The Senator's biggest failure was in coming up with a clear message through the whole proceeding. We heard a couple of snappy bites, but I didn't get a "repeat this on talk radio" kind of message from the Senator. Also, his closing statement was a bit unfocused. "I ask you for your trust. I ask you for your help. I ask you to allow me the privilege of leading this great nation of ours, of helping us to be stronger here at home and to be respected again in the world, and most of all to be safer forever." vs. "I want to thank you for listening tonight. I'm asking for your vote."
Where I think the Senator did well was in addressing some of the direct questions to him. He was clear and direct in responses, more often than not staying with the topic of the question. In rebuttal, however, he seemed to lose that focus. While Bush was similarly using his rebuttal to whip out his talking points, his were phrased to seem more a response to what his opponent was saying.
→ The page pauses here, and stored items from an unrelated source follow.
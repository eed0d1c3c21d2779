//! Error types shared across the indexing pipeline.

use std::time::Duration;

use thiserror::Error;

use crate::document::DocumentError;
use crate::embeddings::EmbeddingError;
use crate::jobs::QueueError;

/// Errors raised by the persisted stores (SQLite tables and vector stores).
#[derive(Error, Debug)]
pub enum StoreError {
    #[error("Vector has {actual} dimensions, store expects {expected}")]
    DimensionMismatch { expected: usize, actual: usize },

    #[error("SQLite error: {0}")]
    Sqlite(#[from] rusqlite::Error),

    #[error("Vector store backend error: {0}")]
    Backend(String),

    #[error("Database lock poisoned")]
    Poisoned,
}

/// How the job queue should treat a failed job.
#[derive(Debug, Clone, Copy, PartialEq, Eq)]
pub enum FailureKind {
    /// The snapshot can never be processed; discard the job.
    Malformed,
    /// Worth retrying later; unlock the job.
    Transient,
    /// A configuration problem or a vanished page; never retry automatically.
    Fatal,
}

/// Errors from processing one index job.
#[derive(Error, Debug)]
pub enum IndexError {
    #[error("Malformed document: {0}")]
    MalformedDocument(#[from] DocumentError),

    #[error("Embedding failed: {0}")]
    Embedding(EmbeddingError),

    #[error("Storage failed: {0}")]
    Storage(StoreError),

    #[error("Vector has {actual} dimensions, store expects {expected}")]
    DimensionMismatch { expected: usize, actual: usize },

    #[error("Page {0} no longer exists")]
    PageMissing(String),

    #[error("Job exceeded its {0:?} deadline")]
    Timeout(Duration),

    #[error("Job queue failed: {0}")]
    Queue(#[from] QueueError),
}

impl From<StoreError> for IndexError {
    fn from(err: StoreError) -> Self {
        match err {
            StoreError::DimensionMismatch { expected, actual } => {
                IndexError::DimensionMismatch { expected, actual }
            }
            other => IndexError::Storage(other),
        }
    }
}

impl From<EmbeddingError> for IndexError {
    fn from(err: EmbeddingError) -> Self {
        match err {
            EmbeddingError::DimensionMismatch { expected, actual } => {
                IndexError::DimensionMismatch { expected, actual }
            }
            other => IndexError::Embedding(other),
        }
    }
}

impl IndexError {
    /// Classify this error for the job queue's failure boundary.
    pub fn kind(&self) -> FailureKind {
        match self {
            IndexError::MalformedDocument(_) => FailureKind::Malformed,
            IndexError::Embedding(_)
            | IndexError::Storage(_)
            | IndexError::Timeout(_)
            | IndexError::Queue(_) => FailureKind::Transient,
            IndexError::DimensionMismatch { .. } | IndexError::PageMissing(_) => FailureKind::Fatal,
        }
    }
}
On point that has struck me through the entire debate process is one of respect. While both candidates have spent a long time attacking their opponent's positions and some time attacking each other, I recall more instances where Mr. Kerry has complimented the President on one aspect or another of his service in office. The Senator said, tonight, for example, "Let me pay a compliment to the president, if I may. I think -- in those days after 9/11, I thought the president did a terrific job, and I really was moved as well as impressed by the speech that he gave to the Congress." I do not recall the President initiating saying something similar about Kerry. On the question of character, I have to give the series of debates to Kerry; he's shown a truly American view of disagreeing with your opponent but respecting him in spite of those differences.